HP's first Moonshot systems run on Intel's Atom S1200 chips code-named Centeron, but AMD claims its Kyoto chips outperform the Atom chips. Kyoto offers more cores, bandwidth, performance and larger DRAM support, and also packs an integrated graphics processor, Feldman said. However, later this year Intel will release an Atom server chip called Avoton, which is faster and more power-efficient than the current Centerton chips.
The Opteron X2150 chip draws 11 watts of power, while the X1150 draws 9 watts. The Kyoto chips can come with or without integrated graphics processors. Graphics processors are better at handling complex calculations and graphics applications than CPUs, which are better for everyday applications like office productivity. AMD is recognized by industry analysts to have better graphics technology than Intel.
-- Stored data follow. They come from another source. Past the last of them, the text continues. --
impl<T> AtomicShared<T> {
    /// Creates an empty cell.
    #[inline]
    pub const fn null() -> Self {
        Self {
            cp: CacheAligned::new(AtomicCountedPtr::null()),
        }
    }

    /// Creates a cell holding `value`.
    ///
    /// The handle's counted pointer is absorbed verbatim, local reserve
    /// included; the accounting travels with it.
    #[inline]
    pub fn new(value: Shared<T>) -> Self {
        Self {
            cp: CacheAligned::new(AtomicCountedPtr::new(value.into_cp())),
        }
    }

    /// Loads the resident handle.
    ///
    /// Returns the null handle for an empty cell. The returned handle owns
    /// a full strong reference and is independent of any later store.
    pub fn load(&self, order: Ordering) -> Shared<T> {
        // The acquire pairs with the release of the store that published
        // this block, making its construction visible.
        let cp = self.enter(Ordering::Acquire);
        if cp.ptr().is_null() {
            return Shared::null();
        }
        // Materialise our pre-paid entry and fund the returned handle in
        // one atomic step.
        // SAFETY: the entry pins the block (module docs).
        unsafe { (*cp.ptr()).acquire(PairedCount::new(1, 1), order) };
        Shared::from_header(cp.ptr())
    }

    /// Stores `desired`, releasing the previously resident handle.
    #[inline]
    pub fn store(&self, desired: Shared<T>, order: Ordering) {
        drop(self.swap(desired, order));
    }

    /// Stores `desired` and returns the previously resident handle.
    ///
    /// The departing handle carries the cell's old local counter; its drop
    /// releases `{old_ctr, 1}`, returning every pre-paid hold together
    /// with the cell's pin.
    #[inline]
    pub fn swap(&self, desired: Shared<T>, order: Ordering) -> Shared<T> {
        let old = self.cp.swap(desired.into_cp(), order);
        Shared::from_cp(old)
    }

    /// Compare-exchange: publishes `desired` iff the cell still holds the
    /// same control block as `expected`.
    ///
    /// On success returns the previous cell state as a handle. On failure
    /// `expected` is overwritten with the observed handle and `desired`
    /// is handed back unconsumed, so a retry loop pays no extra
    /// allocation.
    ///
    /// # Examples
    ///
    /// ```rust
    /// use ortak::{AtomicShared, Shared};
    /// use std::sync::atomic::Ordering;
    ///
    /// let cell = AtomicShared::new(Shared::new(1));
    /// let mut expected = cell.load(Ordering::SeqCst);
    /// let swapped = cell.compare_exchange(
    ///     &mut expected,
    ///     Shared::new(2),
    ///     Ordering::SeqCst,
    ///     Ordering::SeqCst,
    /// );
    /// assert!(swapped.is_ok());
    /// assert_eq!(cell.load(Ordering::SeqCst).as_ref(), Some(&2));
    /// ```
    pub fn compare_exchange(
        &self,
        expected: &mut Shared<T>,
        desired: Shared<T>,
        success: Ordering,
        failure: Ordering,
    ) -> Result<Shared<T>, Shared<T>> {
        self.compare_exchange_impl(expected, desired, success, failure, false)
    }

    /// Weak form of [`compare_exchange`](Self::compare_exchange); the
    /// underlying word CAS may fail spuriously, which shows up as extra
    /// internal retries rather than extra `Err` returns.
    pub fn compare_exchange_weak(
        &self,
        expected: &mut Shared<T>,
        desired: Shared<T>,
        success: Ordering,
        failure: Ordering,
    ) -> Result<Shared<T>, Shared<T>> {
        self.compare_exchange_impl(expected, desired, success, failure, true)
    }

    /// Compare-exchange that *copies* `desired` into the cell.
    ///
    /// The caller keeps its `desired` handle; on success the cell owns a
    /// fresh reference and the previous cell state has been released
    /// internally. On failure `expected` is updated as in
    /// [`compare_exchange`](Self::compare_exchange).
    pub fn compare_exchange_clone(
        &self,
        expected: &mut Shared<T>,
        desired: &Shared<T>,
        success: Ordering,
        failure: Ordering,
    ) -> Result<(), ()> {
        self.compare_exchange_clone_impl(expected, desired, success, failure, false)
    }

    /// Weak form of
    /// [`compare_exchange_clone`](Self::compare_exchange_clone).
    pub fn compare_exchange_weak_clone(
        &self,
        expected: &mut Shared<T>,
        desired: &Shared<T>,
        success: Ordering,
        failure: Ordering,
    ) -> Result<(), ()> {
        self.compare_exchange_clone_impl(expected, desired, success, failure, true)
    }

    /// Blocks while the cell holds the same control block as `old`.
    ///
    /// Returns as soon as a different block (or emptiness) is observed.
    /// Writers do not notify implicitly; pair this with
    /// [`notify_one`](Self::notify_one) or
    /// [`notify_all`](Self::notify_all).
    pub fn wait(&self, old: &Shared<T>, order: Ordering) {
        let mut cur = self.enter(order);
        loop {
            if cur.ptr() == old.header() {
                self.cp.wait(cur, Ordering::Relaxed);
            } else {
                self.leave(cur, Ordering::Relaxed);
                return;
            }
            cur = self.reenter(cur, Ordering::Relaxed);
        }
    }

    /// Wakes one thread blocked in [`wait`](Self::wait) on this cell.
    #[inline]
    pub fn notify_one(&self) {
        self.cp.notify_one();
    }

    /// Wakes every thread blocked in [`wait`](Self::wait) on this cell.
    #[inline]
    pub fn notify_all(&self) {
        self.cp.notify_all();
    }

    // ---- enter / leave ----

    /// Bumps the local counter and returns the post-increment snapshot.
    ///
    /// Past the drain threshold the counter is opportunistically folded
    /// back into the block's `c1` so it stays far below `i16::MAX`.
    fn enter(&self, order: Ordering) -> CountedPtr<Header<T>> {
        let prev = self.cp.fetch_ctr_add(1, order);
        let mut cur = prev.with_ctr(prev.ctr().wrapping_add(1));

        if cur.ctr() >= DRAIN_THRESHOLD && !cur.ptr().is_null() {
            let drained = cur.ctr();
            if self
                .cp
                .compare_exchange(cur, cur.with_ctr(0), Ordering::Relaxed, Ordering::Relaxed)
                .is_ok()
            {
                // SAFETY: our entry pins the block.
                unsafe { (*cur.ptr()).unhold(drained, Ordering::Relaxed) };
                cur = cur.with_ctr(0);
            }
        }
        cur
    }

    /// Undoes an entry made at snapshot `seen`.
    ///
    /// If the cell was reassigned in the meantime, the departing writer
    /// already transferred the entry into the old block's global counter;
    /// the repayment happens there instead, and may be the subtraction
    /// that destroys the payload.
    fn leave(&self, mut seen: CountedPtr<Header<T>>, order: Ordering) {
        let backoff = Backoff::new();
        loop {
            let step_down = seen.with_ctr(seen.ctr().wrapping_sub(1));
            match self
                .cp
                .compare_exchange_weak(seen, step_down, order, Ordering::Relaxed)
            {
                Ok(_) => return,
                Err(cur) => {
                    if cur.ptr() != seen.ptr() {
                        if !seen.ptr().is_null() {
                            // SAFETY: the writer's transfer keeps the block
                            // alive until this repayment lands.
                            unsafe {
                                Header::release(
                                    seen.ptr(),
                                    PairedCount::new(-1, 0),
                                    Ordering::AcqRel,
                                );
                            }
                        }
                        return;
                    }
                    seen = cur;
                    backoff.spin();
                }
            }
        }
    }

    /// Refreshes an entry: keeps it if the cell still holds the same
    /// block, otherwise repays the old entry and enters anew.
    fn reenter(&self, old: CountedPtr<Header<T>>, order: Ordering) -> CountedPtr<Header<T>> {
        let cur = self.cp.load(Ordering::Relaxed);
        if cur.ptr() == old.ptr() {
            return cur;
        }
        if !old.ptr().is_null() {
            // SAFETY: as in leave(); the transfer pins the block.
            unsafe { Header::release(old.ptr(), PairedCount::new(-1, 0), Ordering::AcqRel) };
        }
        self.enter(order)
    }

    fn cas_word(
        &self,
        current: CountedPtr<Header<T>>,
        new: CountedPtr<Header<T>>,
        success: Ordering,
        failure: Ordering,
        weak: bool,
    ) -> Result<CountedPtr<Header<T>>, CountedPtr<Header<T>>> {
        if weak {
            self.cp.compare_exchange_weak(current, new, success, failure)
        } else {
            self.cp.compare_exchange(current, new, success, failure)
        }
    }

    fn compare_exchange_impl(
        &self,
        expected: &mut Shared<T>,
        desired: Shared<T>,
        success: Ordering,
        failure: Ordering,
        weak: bool,
    ) -> Result<Shared<T>, Shared<T>> {
        let expected_ptr = expected.header();
        let desired_cp = CountedPtr::new(desired.local_ctr(), desired.header());

        let mut seen = self.enter(Ordering::Acquire);
        let backoff = Backoff::new();
        loop {
            if seen.ptr() != expected_ptr {
                // Definitive failure: hand the observed state to the
                // caller. The {1, 1} converts our entry into a global
                // reference and funds the materialised handle; replacing
                // *expected releases the caller's old handle.
                if !seen.ptr().is_null() {
                    // SAFETY: the entry pins the block.
                    unsafe { (*seen.ptr()).acquire(PairedCount::new(1, 1), Ordering::Relaxed) };
                }
                *expected = Shared::from_header(seen.ptr());
                return Err(desired);
            }

            // Pointer matches: we keep no handle from this entry, so fold
            // it into the expected handle's reserve instead.
            expected.set_local_ctr(expected.local_ctr().wrapping_sub(1));

            loop {
                match self.cas_word(seen, desired_cp, success, failure, weak) {
                    Ok(prev) => {
                        // The cell absorbed desired's counted pointer.
                        let _ = desired.into_cp();
                        return Ok(Shared::from_cp(prev));
                    }
                    Err(cur) => {
                        if cur.ptr() == expected_ptr {
                            // Counter churn or a spurious failure.
                            seen = cur;
                            backoff.spin();
                            continue;
                        }
                        // The pointer moved; it may yet move back.
                        seen = self.enter(Ordering::Acquire);
                        break;
                    }
                }
            }
        }
    }

    fn compare_exchange_clone_impl(
        &self,
        expected: &mut Shared<T>,
        desired: &Shared<T>,
        success: Ordering,
        failure: Ordering,
        weak: bool,
    ) -> Result<(), ()> {
        let expected_ptr = expected.header();
        // Copied in with a zero reserve; the cell gets its own reference.
        let desired_cp = CountedPtr::new(0, desired.header());
        let mut acquired_desired = false;

        let mut seen = self.enter(Ordering::Acquire);
        let backoff = Backoff::new();
        loop {
            if seen.ptr() != expected_ptr {
                if acquired_desired && !desired_cp.ptr().is_null() {
                    // SAFETY: the caller's desired handle outlives us, so
                    // this release cannot be the last.
                    unsafe {
                        Header::release(
                            desired_cp.ptr(),
                            PairedCount::new(0, 1),
                            Ordering::AcqRel,
                        );
                    }
                }
                if !seen.ptr().is_null() {
                    // SAFETY: the entry pins the block.
                    unsafe { (*seen.ptr()).acquire(PairedCount::new(1, 1), Ordering::Relaxed) };
                }
                *expected = Shared::from_header(seen.ptr());
                return Err(());
            }

            expected.set_local_ctr(expected.local_ctr().wrapping_sub(1));

            // The cell's reference to desired must exist before the CAS
            // can publish the pointer.
            if !acquired_desired {
                if !desired_cp.ptr().is_null() {
                    // SAFETY: the caller's desired handle pins the block.
                    unsafe { (*desired_cp.ptr()).acquire(PairedCount::new(0, 1), Ordering::Relaxed) };
                }
                acquired_desired = true;
            }

            loop {
                match self.cas_word(seen, desired_cp, success, failure, weak) {
                    Ok(prev) => {
                        if !expected_ptr.is_null() {
                            // Nobody owns the departed cell state, so its
                            // holds and pin are returned right here.
                            // SAFETY: prev held ctr + 1 references on it.
                            unsafe {
                                Header::release(
                                    expected_ptr,
                                    PairedCount::new(prev.ctr() as i32, 1),
                                    Ordering::AcqRel,
                                );
                            }
                        }
                        return Ok(());
                    }
                    Err(cur) => {
                        if cur.ptr() == expected_ptr {
                            seen = cur;
                            backoff.spin();
                            continue;
                        }
                        seen = self.enter(Ordering::Acquire);
                        break;
                    }
                }
            }
        }
    }
}
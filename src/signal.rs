//! Thread parking behind the atomic `wait`/`notify` operations.
//!
//! Waiters are keyed by the address of the atomic they block on and kept
//! in a small fixed array of buckets. Each bucket pairs its waiter list
//! with a spin flag; the critical sections only push, scan, or remove a
//! list entry, so contention is a handful of instructions wide and a
//! closure-scoped lock is all the structure that is needed. Parking and
//! waking go through `std::thread::park`/`unpark` with a per-waiter wake
//! flag, so a notify that races with registration is never lost.

use std::cell::UnsafeCell;
use std::hint::spin_loop;
use std::sync::atomic::{AtomicBool, Ordering};
use std::sync::Arc;
use std::thread::{self, Thread};

struct Waiter {
    thread: Thread,
    woken: AtomicBool,
}

/// One slot of the registry: a waiter list guarded by a spin flag.
struct Bucket {
    busy: AtomicBool,
    waiters: UnsafeCell<Vec<(usize, Arc<Waiter>)>>,
}

// SAFETY: `waiters` is only touched inside `with_waiters`, which spins on
// `busy` until it holds the flag exclusively.
unsafe impl Sync for Bucket {}

impl Bucket {
    const fn new() -> Self {
        Self {
            busy: AtomicBool::new(false),
            waiters: UnsafeCell::new(Vec::new()),
        }
    }

    /// Runs `f` on the waiter list while holding the bucket's spin flag.
    ///
    /// Waiting on the flag reads relaxed until it looks free, so the line
    /// stays shared between contenders.
    fn with_waiters<R>(&self, f: impl FnOnce(&mut Vec<(usize, Arc<Waiter>)>) -> R) -> R {
        loop {
            while self.busy.load(Ordering::Relaxed) {
                spin_loop();
            }
            if !self.busy.swap(true, Ordering::Acquire) {
                break;
            }
        }
        // SAFETY: the flag is held; no other thread touches the list until
        // the release below.
        let result = f(unsafe { &mut *self.waiters.get() });
        self.busy.store(false, Ordering::Release);
        result
    }
}

const BUCKET_COUNT: usize = 64;

static BUCKETS: [Bucket; BUCKET_COUNT] = {
    const B: Bucket = Bucket::new();
    [B; BUCKET_COUNT]
};

#[inline]
fn bucket_for(addr: usize) -> &'static Bucket {
    // Atomics are at least 8-byte aligned; drop the dead low bits.
    &BUCKETS[(addr >> 3) & (BUCKET_COUNT - 1)]
}

/// Parks the current thread until a notify on `addr` arrives or
/// `still_blocked` turns false.
///
/// `still_blocked` is re-evaluated after registration, so a value change
/// that slips in between the caller's own check and the park cannot be
/// missed. Spurious returns are allowed; callers loop.
pub(crate) fn wait(addr: usize, still_blocked: impl Fn() -> bool) {
    let waiter = Arc::new(Waiter {
        thread: thread::current(),
        woken: AtomicBool::new(false),
    });
    let bucket = bucket_for(addr);
    bucket.with_waiters(|list| list.push((addr, waiter.clone())));

    if still_blocked() {
        while !waiter.woken.load(Ordering::Acquire) {
            thread::park();
            if !still_blocked() {
                break;
            }
        }
    }

    bucket.with_waiters(|list| {
        if let Some(pos) = list.iter().position(|(_, w)| Arc::ptr_eq(w, &waiter)) {
            list.swap_remove(pos);
        }
    });
}

/// Wakes one waiter registered for `addr`.
pub(crate) fn notify_one(addr: usize) {
    bucket_for(addr).with_waiters(|list| {
        for (a, w) in list.iter() {
            if *a == addr && !w.woken.swap(true, Ordering::AcqRel) {
                w.thread.unpark();
                return;
            }
        }
    });
}

/// Wakes every waiter registered for `addr`.
pub(crate) fn notify_all(addr: usize) {
    bucket_for(addr).with_waiters(|list| {
        for (a, w) in list.iter() {
            if *a == addr && !w.woken.swap(true, Ordering::AcqRel) {
                w.thread.unpark();
            }
        }
    });
}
It may not have cost AMD much in either money or time to make Kyoto, said Dean McCarron , principal analyst at Mercury Research.
"It's relatively easy to come up with that part considering they come from the client space with server stuff bolted on," McCarron said.
The new chip gives cash-strapped AMD an opportunity to boost revenue, McCarron said.
"It's an existing market segment that is growing," McCarron said. "Why pass up on that business when it's easy to address."